The boy gurgled, smiled engagingly, and crossed his eyes.
Morgan smiled in return. "I don't know about Kyle, but they won't get
you."
"Fort Nowhere," as Jerg's crew liked to call it, was shaped
like a six-pointed star. All-purpose blaster cannon had been mounted
at each of the star's points, the ball turrets ensuring that any
attacker, regardless of approach, would enter an effective crossfire.
The cannons, plus subsurface missile batteries and rammed-earth
walls, made the fort impregnable by anything less than a full-scale
Imperial raid. A more-thansufficient deterrent to pirates and the
rarely seen natives.
A series of interconnected caverns were used to warehouse
Jerg's cargoes and the supplies required to maintain the 'Clops.
The pilot produced the necessary codes, received clearance, and
lowered the shuttle onto a sun-faded X.
The ramp touched duracrete, a light appeared, harnesses were
released, and the passengers were allowed to disembark. Many
appeared dazed as they left the ship, staggered under the weight of
the noonday sun, and shucked layer after layer of clothes.
Morgan followed them off the ship, located those he had
identified as having leadership potential, and led them through a
blastproof gate. The land looked tough, as if it had been half-cooked
and then left out to dry under the sun.
Mountains were a barely seen presence to the west. A roadbed so
old that only its vegetation-clad symmetry served to give it away
angled to meet them. The settlers eyed the harsh landscape, squinted
into the sun, and kept their thoughts to themselves as they climbed a
hill. Fresh crawler tracks led the way.
The supplies were stacked as Morgan had requested, within
eyesight of the fort but beyond the scope of its direct influence, a
necessity if the newcomers were to establish their independence and
protect their children from the seamier aspects of fortress life.
The site occupied a rise and looked out onto one of the
planet's many reddish-orange wastelands.

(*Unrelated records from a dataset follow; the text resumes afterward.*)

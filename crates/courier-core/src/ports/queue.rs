//! QueueBroker port - at-least-once job delivery.

use std::time::Duration;

use async_trait::async_trait;

use crate::domain::{JobId, QueueError};
use crate::observability::QueueCounts;

/// A claimed job. The worker holding it must `ack` or `retry`.
///
/// A live holder keeps the claim with `extend` at least once per
/// `lease_timeout`. Dropping a lease without settling it is how a crash looks
/// to the broker: the claim expires and the job is delivered again.
#[async_trait]
pub trait JobLease: Send + Sync {
    fn job_id(&self) -> JobId;

    /// How many times this job has been handed out, including this one.
    fn delivery(&self) -> u32;

    /// How long the claim lasts without an `extend`.
    fn lease_timeout(&self) -> Duration;

    /// Renew the claim for another `lease_timeout`.
    async fn extend(&self) -> Result<(), QueueError>;

    /// Processing finished (successfully or with a terminal failure).
    async fn ack(self: Box<Self>) -> Result<(), QueueError>;

    /// Processing could not start; the broker decides between backoff and
    /// dead-lettering.
    async fn retry(self: Box<Self>, error: String) -> Result<(), QueueError>;
}

/// Queue broker port.
///
/// Only job ids travel through the broker; the job itself lives in the
/// `JobStore`. Each job is held by at most one lease at a time.
#[async_trait]
pub trait QueueBroker: Send + Sync {
    async fn enqueue(&self, job_id: JobId) -> Result<(), QueueError>;

    /// Wait until a job is available and claim it.
    async fn lease(&self) -> Option<Box<dyn JobLease>>;

    async fn counts(&self) -> Result<QueueCounts, QueueError>;

    /// Jobs dead-lettered since the last call. Each id is returned once.
    async fn drain_dead(&self) -> Result<Vec<JobId>, QueueError>;
}
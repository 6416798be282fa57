//! IdGenerator port - id generation behind a trait.
//!
//! Ids are minted by the application, never by a store, so a job id exists
//! before the job is written and can be logged from the first line.
//!
//! # Implementations
//! - **UlidGenerator**: ULID from an injected `Clock` plus 80 random bits
//!
//! # Thread safety
//! `Send + Sync` is required. One generator is shared by the submission
//! service and every worker.

use crate::domain::ids::{JobId, ReportId};
use crate::ports::Clock;
use ulid::Ulid;

/// IdGenerator hands out ids that can be produced on any node without
/// coordination (ULIDs: 48-bit millisecond timestamp + 80 random bits).
pub trait IdGenerator: Send + Sync {
    fn generate_job_id(&self) -> JobId;

    fn generate_report_id(&self) -> ReportId;
}

/// ULID generator driven by an injected `Clock`, so a `FixedClock` pins the
/// timestamp half of every id.
pub struct UlidGenerator<C> {
    clock: C,
}

impl<C: Clock> UlidGenerator<C> {
    pub fn new(clock: C) -> Self {
        Self { clock }
    }

    fn next_ulid(&self) -> Ulid {
        let timestamp_ms = self.clock.now().timestamp_millis().max(0) as u64;
        Ulid::from_parts(timestamp_ms, rand::random())
    }
}

impl<C: Clock> IdGenerator for UlidGenerator<C> {
    fn generate_job_id(&self) -> JobId {
        JobId::from(self.next_ulid())
    }

    fn generate_report_id(&self) -> ReportId {
        ReportId::from(self.next_ulid())
    }
}
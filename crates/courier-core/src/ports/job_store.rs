//! JobStore port - durable job records.

use async_trait::async_trait;

use crate::domain::{JobId, JobRecord, JobStatus, OutcomeMap, StoreError};

/// Source of truth for job state.
///
/// - `update_status` validates the transition against the record's current
///   status and fails with `StoreError::Transition` on an illegal edge.
/// - `append_outcomes` replaces the stored outcome map in a single write, so
///   a reader never observes half of a dispatch run.
#[async_trait]
pub trait JobStore: Send + Sync {
    async fn create(&self, job: JobRecord) -> Result<(), StoreError>;

    async fn find_by_id(&self, id: JobId) -> Result<Option<JobRecord>, StoreError>;

    async fn update_status(&self, id: JobId, status: JobStatus) -> Result<JobRecord, StoreError>;

    async fn append_outcomes(&self, id: JobId, outcomes: OutcomeMap) -> Result<(), StoreError>;
}
use serde::{Deserialize, Serialize};

/// Running mean, spread and extrema of a stream of values (Welford's method).
pub struct Accumulator {
    n_vals: usize,
    mean: f64,
    diff_2_sum: f64,
    min: f64,
    max: f64,
}

#[derive(Debug, PartialEq, Serialize, Deserialize)]
pub struct AccumulatorReport {
    pub n_vals: usize,
    pub mean: f64,
    pub std_dev: f64,
    pub min: f64,
    pub max: f64,
}

impl Accumulator {
    pub fn new() -> Self {
        Self {
            n_vals: 0,
            mean: 0.0,
            diff_2_sum: 0.0,
            min: f64::INFINITY,
            max: f64::NEG_INFINITY,
        }
    }

    pub fn add(&mut self, val: f64) {
        self.n_vals += 1;

        let diff_a = val - self.mean;
        self.mean += diff_a / self.n_vals as f64;

        let diff_b = val - self.mean;
        self.diff_2_sum += diff_a * diff_b;

        self.min = self.min.min(val);
        self.max = self.max.max(val);
    }

    pub fn report(&self) -> AccumulatorReport {
        if self.n_vals == 0 {
            return AccumulatorReport {
                n_vals: 0,
                mean: f64::NAN,
                std_dev: f64::NAN,
                min: f64::NAN,
                max: f64::NAN,
            };
        }
        AccumulatorReport {
            n_vals: self.n_vals,
            mean: self.mean,
            std_dev: if self.n_vals > 1 {
                (self.diff_2_sum / (self.n_vals as f64 - 1.0)).sqrt()
            } else {
                f64::NAN
            },
            min: self.min,
            max: self.max,
        }
    }
}

#[cfg(test)]
mod tests {
    use super::*;

    #[test]
    fn matches_direct_formulas() {
        let vals = [2.0, 4.0, 4.0, 4.0, 5.0, 5.0, 7.0, 9.0];
        let mut acc = Accumulator::new();
        vals.iter().for_each(|&val| acc.add(val));
        let report = acc.report();

        assert_eq!(report.n_vals, 8);
        assert!((report.mean - 5.0).abs() < 1e-12);
        let var = vals.iter().map(|v| (v - 5.0).powi(2)).sum::<f64>() / 7.0;
        assert!((report.std_dev - var.sqrt()).abs() < 1e-12);
        assert_eq!(report.min, 2.0);
        assert_eq!(report.max, 9.0);
    }

    #[test]
    fn empty_and_single_reports() {
        assert!(Accumulator::new().report().mean.is_nan());

        let mut acc = Accumulator::new();
        acc.add(3.0);
        let report = acc.report();
        assert_eq!(report.mean, 3.0);
        assert!(report.std_dev.is_nan());
    }
}
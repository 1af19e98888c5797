use crate::config::Config;
use crate::model::{Census, Record};
use crate::stats::{Accumulator, AccumulatorReport};
use anyhow::{Context, Result};
use rmp_serde::{decode, encode};
use serde::{Deserialize, Serialize};
use std::{
    fs::File,
    io::{BufReader, BufWriter, Write},
    path::Path,
};

/// Summary of the epidemic curve of one run.
#[derive(Debug, PartialEq, Serialize, Deserialize)]
pub struct Results {
    pub n_records: usize,
    /// Fraction of living people that are sick, over all records.
    pub sick_fraction: AccumulatorReport,
    pub peak_sick: usize,
    pub peak_tick: usize,
    /// Deaths seen so far, counting decomposing and removed people.
    pub n_deaths: usize,
    pub final_census: Option<Census>,
}

pub struct Analyzer {
    cfg: Config,
    sick_fraction: Accumulator,
    n_records: usize,
    peak_sick: usize,
    peak_tick: usize,
    last: Option<Record>,
}

impl Analyzer {
    pub fn new(cfg: Config) -> Self {
        Self {
            cfg,
            sick_fraction: Accumulator::new(),
            n_records: 0,
            peak_sick: 0,
            peak_tick: 0,
            last: None,
        }
    }

    pub fn add_file<P: AsRef<Path>>(&mut self, file: P) -> Result<()> {
        let file = file.as_ref();
        let file = File::open(file).with_context(|| format!("failed to open {file:?}"))?;
        let mut reader = BufReader::new(file);

        for _ in 0..self.cfg.output.saves_per_file {
            let record: Record = decode::from_read(&mut reader).context("failed to read record")?;
            self.add_record(record);
        }
        Ok(())
    }

    pub fn add_record(&mut self, record: Record) {
        let census = &record.census;
        let n_alive = census.n_healthy + census.n_sick;
        if n_alive > 0 {
            self.sick_fraction
                .add(census.n_sick as f64 / n_alive as f64);
        }
        if census.n_sick > self.peak_sick {
            self.peak_sick = census.n_sick;
            self.peak_tick = record.tick;
        }
        self.n_records += 1;
        self.last = Some(record);
    }

    pub fn results(&self) -> Results {
        let final_census = self.last.as_ref().map(|record| record.census.clone());
        let n_deaths = final_census
            .as_ref()
            .map_or(0, |census| census.n_dead + census.n_removed);
        Results {
            n_records: self.n_records,
            sick_fraction: self.sick_fraction.report(),
            peak_sick: self.peak_sick,
            peak_tick: self.peak_tick,
            n_deaths,
            final_census,
        }
    }

    pub fn save_results<P: AsRef<Path>>(&self, file: P) -> Result<()> {
        let results = self.results();
        log::info!("{results:#?}");

        let file = file.as_ref();
        let file = File::create(file).with_context(|| format!("failed to create {file:?}"))?;
        let mut writer = BufWriter::new(file);
        encode::write(&mut writer, &results).context("failed to serialize results")?;
        writer.flush().context("failed to flush writer stream")?;
        Ok(())
    }
}

#[cfg(test)]
mod tests {
    use super::*;
    use crate::config::EXAMPLE_CONFIG;

    fn record(tick: usize, n_healthy: usize, n_sick: usize, n_dead: usize) -> Record {
        Record {
            tick,
            census: Census {
                n_healthy,
                n_sick,
                n_dead,
                n_removed: 1,
                n_at_home: n_healthy + n_sick,
                ..Census::default()
            },
            people: None,
        }
    }

    #[test]
    fn tracks_peak_and_final_census() {
        let cfg = Config::from_toml(EXAMPLE_CONFIG).unwrap();
        let mut analyzer = Analyzer::new(cfg);
        analyzer.add_record(record(10, 9, 1, 0));
        analyzer.add_record(record(20, 6, 4, 0));
        analyzer.add_record(record(30, 8, 2, 2));

        let results = analyzer.results();
        assert_eq!(results.n_records, 3);
        assert_eq!(results.peak_sick, 4);
        assert_eq!(results.peak_tick, 20);
        assert_eq!(results.n_deaths, 3);
        assert!((results.sick_fraction.mean - (0.1 + 0.4 + 0.2) / 3.0).abs() < 1e-12);
        assert_eq!(results.final_census.unwrap().n_dead, 2);
    }

    #[test]
    fn empty_analyzer_has_no_census() {
        let cfg = Config::from_toml(EXAMPLE_CONFIG).unwrap();
        let results = Analyzer::new(cfg).results();
        assert_eq!(results.n_records, 0);
        assert_eq!(results.final_census, None);
        assert_eq!(results.n_deaths, 0);
    }
}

The location, plus the
supplies, and the cool, clean water that gushed from the recently
drilled well, were sufficient to raise the colonists' spirits. Jokes
were told and discussions begun. Twenty minutes later, the newly
landed colonists were hard at work revising Morgan's plans, arguing
over how to divide the surrounding land, and jockeying for power
within a government they hadn't formed yet. Morgan smiled. Things
were on the right track.
Morgan stayed with the settlers for three local days, welcomed
successive waves of colonists, ensured fair treatment of the
newcomers by the "firsties," helped erect temporary shelters, and
guided groups into the caverns where mirrors and fiber-optic cable
would be used to pipe sunlight down from the surface. Morgan was a
farmer himself, and when he explained how sunlight could be combined
with fertilizer and drip-style irrigation to produce healthy crops,
they believed him.
Finally, when it became apparent that some of the colonists had
become too dependent on his leadership and others chafed under the
restrictions it imposed, Morgan knew that it was time to leave them
for a while.
He borrowed a skimmer. It was more than ten years old, dented
from hard use, and nearly stripped of its yellow paint. The name Old
Codger had been hand lettered onto the floater's bow, and that seemed
to tell the story. But appearances can be deceiving. Morgan conducted
his own inspection and found that the skimmer, like all of Jerg's
equipment, was in excellent repair.
The rear seats had been removed to make room for cargo, so
Morgan had plenty of space to stash his borrowed camping gear, a
crate full of
parts, the tools required to install them, and four five-liter
containers of water. This would be more than enough if he was
careful.
The natives weren't supposed to be hostile, but Morgan took a
blast rifle just to be safe, along with a comm set and survival gear.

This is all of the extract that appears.